━━━━━ Provided data ━━━━━

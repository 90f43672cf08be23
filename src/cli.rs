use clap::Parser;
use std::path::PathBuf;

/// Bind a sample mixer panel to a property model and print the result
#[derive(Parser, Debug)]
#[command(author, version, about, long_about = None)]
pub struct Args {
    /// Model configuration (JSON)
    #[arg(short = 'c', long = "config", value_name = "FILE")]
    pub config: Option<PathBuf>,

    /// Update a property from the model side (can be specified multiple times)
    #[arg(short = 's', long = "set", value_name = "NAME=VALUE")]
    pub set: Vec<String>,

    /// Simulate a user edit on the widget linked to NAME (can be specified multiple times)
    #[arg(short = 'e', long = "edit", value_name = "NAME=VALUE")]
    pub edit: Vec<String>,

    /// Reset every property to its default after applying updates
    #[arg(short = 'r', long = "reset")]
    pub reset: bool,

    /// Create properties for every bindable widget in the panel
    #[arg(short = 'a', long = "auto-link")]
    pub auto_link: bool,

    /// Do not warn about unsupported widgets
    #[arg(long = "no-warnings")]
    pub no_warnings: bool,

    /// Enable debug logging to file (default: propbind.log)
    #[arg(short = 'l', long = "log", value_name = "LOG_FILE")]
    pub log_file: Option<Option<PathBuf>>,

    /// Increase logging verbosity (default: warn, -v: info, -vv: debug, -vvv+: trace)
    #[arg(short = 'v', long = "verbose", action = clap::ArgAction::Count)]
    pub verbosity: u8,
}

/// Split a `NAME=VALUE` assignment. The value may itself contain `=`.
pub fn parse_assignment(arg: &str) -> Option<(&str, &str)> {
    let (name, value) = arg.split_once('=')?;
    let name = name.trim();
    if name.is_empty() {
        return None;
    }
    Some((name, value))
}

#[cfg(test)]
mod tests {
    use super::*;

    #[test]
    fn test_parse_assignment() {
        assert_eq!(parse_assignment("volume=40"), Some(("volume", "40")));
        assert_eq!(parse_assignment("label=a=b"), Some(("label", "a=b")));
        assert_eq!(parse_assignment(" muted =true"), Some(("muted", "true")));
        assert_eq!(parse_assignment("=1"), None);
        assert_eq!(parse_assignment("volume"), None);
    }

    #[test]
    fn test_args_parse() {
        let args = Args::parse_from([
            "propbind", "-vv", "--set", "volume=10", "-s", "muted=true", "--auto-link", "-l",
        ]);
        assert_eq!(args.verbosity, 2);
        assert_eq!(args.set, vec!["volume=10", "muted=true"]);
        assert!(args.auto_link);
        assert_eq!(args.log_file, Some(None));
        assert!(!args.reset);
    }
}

━━━━━
━━━━━ Provided data ━━━━━

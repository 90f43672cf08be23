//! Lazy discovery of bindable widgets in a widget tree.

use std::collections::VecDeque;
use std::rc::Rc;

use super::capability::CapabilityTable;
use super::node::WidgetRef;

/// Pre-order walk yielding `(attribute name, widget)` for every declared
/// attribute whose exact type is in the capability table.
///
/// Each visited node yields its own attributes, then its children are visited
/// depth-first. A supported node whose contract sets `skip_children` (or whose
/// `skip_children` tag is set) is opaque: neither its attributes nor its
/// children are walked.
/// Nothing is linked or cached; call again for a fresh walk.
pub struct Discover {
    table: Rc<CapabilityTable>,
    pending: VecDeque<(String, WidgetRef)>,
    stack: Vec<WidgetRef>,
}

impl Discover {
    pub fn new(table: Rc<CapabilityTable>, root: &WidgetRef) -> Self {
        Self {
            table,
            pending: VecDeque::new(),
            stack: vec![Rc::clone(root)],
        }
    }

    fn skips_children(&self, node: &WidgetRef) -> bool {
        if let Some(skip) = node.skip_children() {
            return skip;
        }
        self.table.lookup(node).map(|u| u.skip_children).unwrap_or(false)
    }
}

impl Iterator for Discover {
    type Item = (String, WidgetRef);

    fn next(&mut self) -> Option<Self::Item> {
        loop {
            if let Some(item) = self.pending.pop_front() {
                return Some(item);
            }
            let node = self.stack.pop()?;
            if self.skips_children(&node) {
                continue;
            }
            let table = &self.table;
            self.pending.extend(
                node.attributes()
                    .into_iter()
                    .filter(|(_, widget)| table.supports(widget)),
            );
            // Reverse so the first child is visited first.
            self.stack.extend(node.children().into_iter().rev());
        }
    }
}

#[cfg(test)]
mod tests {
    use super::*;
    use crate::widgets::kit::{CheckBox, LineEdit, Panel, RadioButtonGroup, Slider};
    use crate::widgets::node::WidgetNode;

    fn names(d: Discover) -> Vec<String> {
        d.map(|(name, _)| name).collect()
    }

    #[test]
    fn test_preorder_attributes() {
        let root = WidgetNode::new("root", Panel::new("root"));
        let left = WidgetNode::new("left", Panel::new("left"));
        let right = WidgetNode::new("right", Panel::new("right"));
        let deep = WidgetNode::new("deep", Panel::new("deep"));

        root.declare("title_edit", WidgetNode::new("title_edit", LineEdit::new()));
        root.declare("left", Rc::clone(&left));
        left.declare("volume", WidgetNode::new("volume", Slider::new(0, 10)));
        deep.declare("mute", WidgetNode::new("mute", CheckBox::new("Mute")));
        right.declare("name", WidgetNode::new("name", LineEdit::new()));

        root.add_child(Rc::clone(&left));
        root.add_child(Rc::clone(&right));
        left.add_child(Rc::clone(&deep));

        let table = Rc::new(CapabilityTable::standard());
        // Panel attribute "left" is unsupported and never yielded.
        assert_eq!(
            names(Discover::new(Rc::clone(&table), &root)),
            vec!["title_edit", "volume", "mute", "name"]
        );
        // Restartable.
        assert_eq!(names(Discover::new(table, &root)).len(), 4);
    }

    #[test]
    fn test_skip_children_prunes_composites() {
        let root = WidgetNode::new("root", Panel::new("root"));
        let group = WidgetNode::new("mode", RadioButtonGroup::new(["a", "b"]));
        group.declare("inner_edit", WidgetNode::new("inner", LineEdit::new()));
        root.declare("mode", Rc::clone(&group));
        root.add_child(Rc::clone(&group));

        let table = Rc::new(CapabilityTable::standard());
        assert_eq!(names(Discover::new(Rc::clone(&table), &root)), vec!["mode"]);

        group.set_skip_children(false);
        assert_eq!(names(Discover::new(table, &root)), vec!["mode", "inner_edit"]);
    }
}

━━━━━

Task prompt –
In the entries above, restate word for word the lines between the one holding "pub struct Args" and the one holding "assignment. The value", inclusive, and nothing besides.

Exercise response –
pub struct Args {
    /// Model configuration (JSON)
    #[arg(short = 'c', long = "config", value_name = "FILE")]
    pub config: Option<PathBuf>,

    /// Update a property from the model side (can be specified multiple times)
    #[arg(short = 's', long = "set", value_name = "NAME=VALUE")]
    pub set: Vec<String>,

    /// Simulate a user edit on the widget linked to NAME (can be specified multiple times)
    #[arg(short = 'e', long = "edit", value_name = "NAME=VALUE")]
    pub edit: Vec<String>,

    /// Reset every property to its default after applying updates
    #[arg(short = 'r', long = "reset")]
    pub reset: bool,

    /// Create properties for every bindable widget in the panel
    #[arg(short = 'a', long = "auto-link")]
    pub auto_link: bool,

    /// Do not warn about unsupported widgets
    #[arg(long = "no-warnings")]
    pub no_warnings: bool,

    /// Enable debug logging to file (default: propbind.log)
    #[arg(short = 'l', long = "log", value_name = "LOG_FILE")]
    pub log_file: Option<Option<PathBuf>>,

    /// Increase logging verbosity (default: warn, -v: info, -vv: debug, -vvv+: trace)
    #[arg(short = 'v', long = "verbose", action = clap::ArgAction::Count)]
    pub verbosity: u8,
}

/// Split a `NAME=VALUE` assignment. The value may itself contain `=`.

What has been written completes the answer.